Rosenthal v. Bauer

157 P. 1137, 30 Cal. App. 277, 1916 Cal. App. LEXIS 47
CourtCalifornia Court of Appeal
DecidedApril 14, 1916
DocketCiv. No. 1595.
StatusPublished

This text of 157 P. 1137 (Rosenthal v. Bauer) is published on Counsel Stack Legal Research, covering California Court of Appeal primary law. Counsel Stack provides free access to over 12 million legal documents including statutes, case law, regulations, and constitutions.

Bluebook
Rosenthal v. Bauer, 157 P. 1137, 30 Cal. App. 277, 1916 Cal. App. LEXIS 47 (Cal. Ct. App. 1916).

Opinion

LENNON, P. J.

On July 12, 1906, the plaintiffs, as lessors, and the defendants Bauer and Sachau, as lessees, entered into a lease of certain real property for a period of ten years from the date of the acceptance of a building to be erected upon the real property, at a monthly rental of six hundred dollars for the first five years and seven hundred dollars for the remaining five years.
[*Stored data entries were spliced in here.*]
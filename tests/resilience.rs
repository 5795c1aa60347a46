//! Resilience tests for the pushhub delivery engine
//!
//! These tests verify behavior under failure conditions:
//! - Subscribers that never answer
//! - Subscribers that fail a few times before recovering
//! - Subscribers that never recover before their lease runs out
//! - Many subscription requests arriving at once

use axum::extract::{Path, Query, State};
use axum::http::StatusCode;
use axum::routing::{get, post};
use axum::Router;
use bytes::Bytes;
use pushhub::hub::{Hub, HubConfig};
use pushhub::server::{hub_router, HubState};
use pushhub::store::{MemoryStore, NullStore, Store};
use pushhub::Subscription;
use std::collections::HashMap;
use std::net::SocketAddr;
use std::sync::atomic::{AtomicUsize, Ordering};
use std::sync::Arc;
use std::time::{Duration, Instant};

const TOPIC: &str = "http://example.com/testrepo/events/push";

fn test_hub(config: HubConfig, store: Arc<dyn Store>) -> Arc<Hub> {
    Arc::new(Hub::new(config, Arc::new(|t: &str| t == TOPIC), store))
}

fn subscription(callback: &str, lease: chrono::Duration) -> Subscription {
    Subscription {
        topic: TOPIC.to_string(),
        callback: url::Url::parse(callback).unwrap(),
        secret: "s".to_string(),
        lease_expires: chrono::Utc::now() + lease,
    }
}

/// Seed a hub's registry through the store load path
async fn seed(hub: &Hub, store: &MemoryStore, subs: Vec<Subscription>) {
    store.subscribe(&subs).await.unwrap();
    hub.load().await.unwrap();
}

async fn wait_for<F: Fn() -> bool>(cond: F, limit: Duration) -> bool {
    let deadline = Instant::now() + limit;
    while Instant::now() < deadline {
        if cond() {
            return true;
        }
        tokio::time::sleep(Duration::from_millis(20)).await;
    }
    cond()
}

#[derive(Clone)]
struct EndpointState {
    /// Deliveries observed per callback path
    hits: Arc<AtomicUsize>,
    /// How many attempts to fail with 500 before answering 200
    fail_first: usize,
    attempts: Arc<AtomicUsize>,
}

async fn counted_delivery(State(state): State<EndpointState>, Path(_id): Path<String>) -> StatusCode {
    state.hits.fetch_add(1, Ordering::SeqCst);
    StatusCode::OK
}

async fn flaky_delivery(State(state): State<EndpointState>) -> StatusCode {
    let attempt = state.attempts.fetch_add(1, Ordering::SeqCst);
    if attempt < state.fail_first {
        StatusCode::INTERNAL_SERVER_ERROR
    } else {
        state.hits.fetch_add(1, Ordering::SeqCst);
        StatusCode::OK
    }
}

/// A POST handler that never answers
async fn black_hole() -> StatusCode {
    std::future::pending::<()>().await;
    unreachable!()
}

/// Serve a delivery-target app on an ephemeral port
async fn start_endpoint(app: Router) -> SocketAddr {
    let listener = tokio::net::TcpListener::bind("127.0.0.1:0").await.unwrap();
    let addr = listener.local_addr().unwrap();
    tokio::spawn(async move {
        axum::serve(listener, app).await.unwrap();
    });
    addr
}

#[tokio::test]
async fn one_unresponsive_subscriber_does_not_block_the_rest() {
    let hits = Arc::new(AtomicUsize::new(0));
    let state = EndpointState {
        hits: hits.clone(),
        fail_first: 0,
        attempts: Arc::new(AtomicUsize::new(0)),
    };
    let app = Router::new()
        .route("/cb/{id}", post(counted_delivery))
        .route("/hang", post(black_hole))
        .with_state(state);
    let addr = start_endpoint(app).await;

    let store = Arc::new(MemoryStore::new());
    let hub = test_hub(HubConfig::default(), store.clone());

    // 99 healthy subscribers plus one that never answers
    let mut subs: Vec<Subscription> = (0..99)
        .map(|i| subscription(&format!("http://{}/cb/{}", addr, i), chrono::Duration::hours(1)))
        .collect();
    subs.push(subscription(
        &format!("http://{}/hang", addr),
        chrono::Duration::hours(1),
    ));
    seed(&hub, &store, subs).await;
    assert_eq!(hub.subscription_count(), 100);

    // Dispatch must complete promptly regardless of the black hole
    let started = Instant::now();
    let dispatched = hub
        .notify(TOPIC, "application/json", Bytes::from_static(b"{}"))
        .await
        .unwrap();
    assert_eq!(dispatched, 100);
    assert!(
        started.elapsed() < Duration::from_secs(1),
        "notify blocked on dispatch for {:?}",
        started.elapsed()
    );

    // Everyone except the black hole receives the payload
    assert!(
        wait_for(|| hits.load(Ordering::SeqCst) == 99, Duration::from_secs(5)).await,
        "only {} of 99 deliveries arrived",
        hits.load(Ordering::SeqCst)
    );
    // The hung delivery is still in flight, pinned on its own task
    assert!(hub.in_flight_deliveries() >= 1);
}

#[tokio::test]
async fn delivery_retries_with_backoff_until_success() {
    let hits = Arc::new(AtomicUsize::new(0));
    let attempts = Arc::new(AtomicUsize::new(0));
    let state = EndpointState {
        hits: hits.clone(),
        fail_first: 2,
        attempts: attempts.clone(),
    };
    let app = Router::new()
        .route("/cb", post(flaky_delivery))
        .with_state(state);
    let addr = start_endpoint(app).await;

    let store = Arc::new(MemoryStore::new());
    let config = HubConfig {
        retry_initial_delay: Duration::from_millis(20),
        ..Default::default()
    };
    let hub = test_hub(config, store.clone());
    seed(
        &hub,
        &store,
        vec![subscription(&format!("http://{}/cb", addr), chrono::Duration::hours(1))],
    )
    .await;

    hub.notify(TOPIC, "application/json", Bytes::from_static(b"{}"))
        .await
        .unwrap();

    assert!(
        wait_for(|| hits.load(Ordering::SeqCst) == 1, Duration::from_secs(5)).await,
        "delivery never succeeded"
    );
    // Two failures, then the success
    assert_eq!(attempts.load(Ordering::SeqCst), 3);
    assert!(wait_for(|| hub.in_flight_deliveries() == 0, Duration::from_secs(2)).await);
}

#[tokio::test]
async fn delivery_is_abandoned_once_the_lease_expires() {
    let attempts = Arc::new(AtomicUsize::new(0));
    let state = EndpointState {
        hits: Arc::new(AtomicUsize::new(0)),
        // Never recovers
        fail_first: usize::MAX,
        attempts: attempts.clone(),
    };
    let app = Router::new()
        .route("/cb", post(flaky_delivery))
        .with_state(state);
    let addr = start_endpoint(app).await;

    let store = Arc::new(MemoryStore::new());
    let config = HubConfig {
        retry_initial_delay: Duration::from_millis(50),
        ..Default::default()
    };
    let hub = test_hub(config, store.clone());
    seed(
        &hub,
        &store,
        vec![subscription(
            &format!("http://{}/cb", addr),
            chrono::Duration::milliseconds(200),
        )],
    )
    .await;

    hub.notify(TOPIC, "application/json", Bytes::from_static(b"{}"))
        .await
        .unwrap();

    // The task must give up by itself once the lease passes
    assert!(
        wait_for(|| hub.in_flight_deliveries() == 0, Duration::from_secs(5)).await,
        "delivery task never gave up"
    );
    let attempts_at_abandon = attempts.load(Ordering::SeqCst);
    assert!(attempts_at_abandon >= 1);

    // No further attempts after abandonment
    tokio::time::sleep(Duration::from_millis(300)).await;
    assert_eq!(attempts.load(Ordering::SeqCst), attempts_at_abandon);
}

async fn echo_challenge(
    Path(_id): Path<String>,
    Query(params): Query<HashMap<String, String>>,
) -> String {
    params.get("hub.challenge").cloned().unwrap_or_default()
}

#[tokio::test]
async fn concurrent_subscribes_all_register() {
    let app = Router::new().route("/cb/{id}", get(echo_challenge));
    let callback_addr = start_endpoint(app).await;

    let hub = test_hub(HubConfig::default(), Arc::new(NullStore));
    let hub_app = hub_router("/hub", HubState { hub: hub.clone() });
    let hub_addr = start_endpoint(hub_app).await;

    let mut handles = Vec::new();
    for i in 0..50 {
        let hub_url = format!("http://{}/hub", hub_addr);
        let callback = format!("http://{}/cb/{}", callback_addr, i);
        handles.push(tokio::spawn(async move {
            let response = reqwest::Client::new()
                .post(hub_url)
                .form(&[
                    ("hub.mode", "subscribe"),
                    ("hub.topic", TOPIC),
                    ("hub.callback", callback.as_str()),
                    ("hub.secret", "s"),
                ])
                .send()
                .await
                .unwrap();
            assert_eq!(response.status(), StatusCode::ACCEPTED);
        }));
    }
    for handle in handles {
        handle.await.unwrap();
    }

    assert!(
        wait_for(|| hub.subscription_count() == 50, Duration::from_secs(5)).await,
        "only {} of 50 subscriptions registered",
        hub.subscription_count()
    );
}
The lessors insisted upon a guaranty for the payment of the rent reserved, and accordingly the lessees Bauer and Sachau procured a written guaranty, expressed upon a separate paper, purporting to be signed by the National Brewing Company, which was attached to the lease, and which was in the following words and figures:

“Know all men by these presents that for and in consideration of the execution of the within lease by the parties of the first part, and in consideration of one dollar to it paid, the undersigned, the National Brewing Company, a corporation, duly incorporated under and by virtue of the laws of the State of California, does hereby guarantee to said lessors, parties of the first part, the payment of the rent reserved in said lease and the performance of the covenants and conditions to be performed by the parties of the second part, in the sum of thirty-six hundred ($3,600) dollars; and hereby agrees that it will indemnify said lessors, parties of the first part, in said sum against any loss or damage which they or either of them might incur by reason of the breach of any of the covenants of said lease by said parties of the second part.

“Dated July-, 1906.

“National Brewing Co.

“By George F. Volz,

“Secretary.”

*279 The lessors expressed dissatisfaction with the guaranty thus drawn and delivered in so far as it failed to reveal the corporate authority for its execution, and returned it to the secretary of the corporation defendant with the request that the authority for its execution he evidenced by a resolution of the board of directors of said corporation. Thereupon the board of directors of said defendant adopted and expressed upon a separate paper, which was attached to the lease and guaranty as originally drafted, the following resolution:

“San Francisco, Cal, July 12, 1906.

“At a special meeting of the board of directors of this association, held at this ofñce 7262 Fulton street, at 9 o ’dock A. M. July 12, 1906, it was resolved that the secretary of this corporation be authorized to sign that certain guaranty on lease of L. Bauer and John Sachau with Hannah Rosenthal, Amelia Waterland, Fannie Bernard and Rose Oser, for the sum of $3,600, being for six months’ rent at $600 per month.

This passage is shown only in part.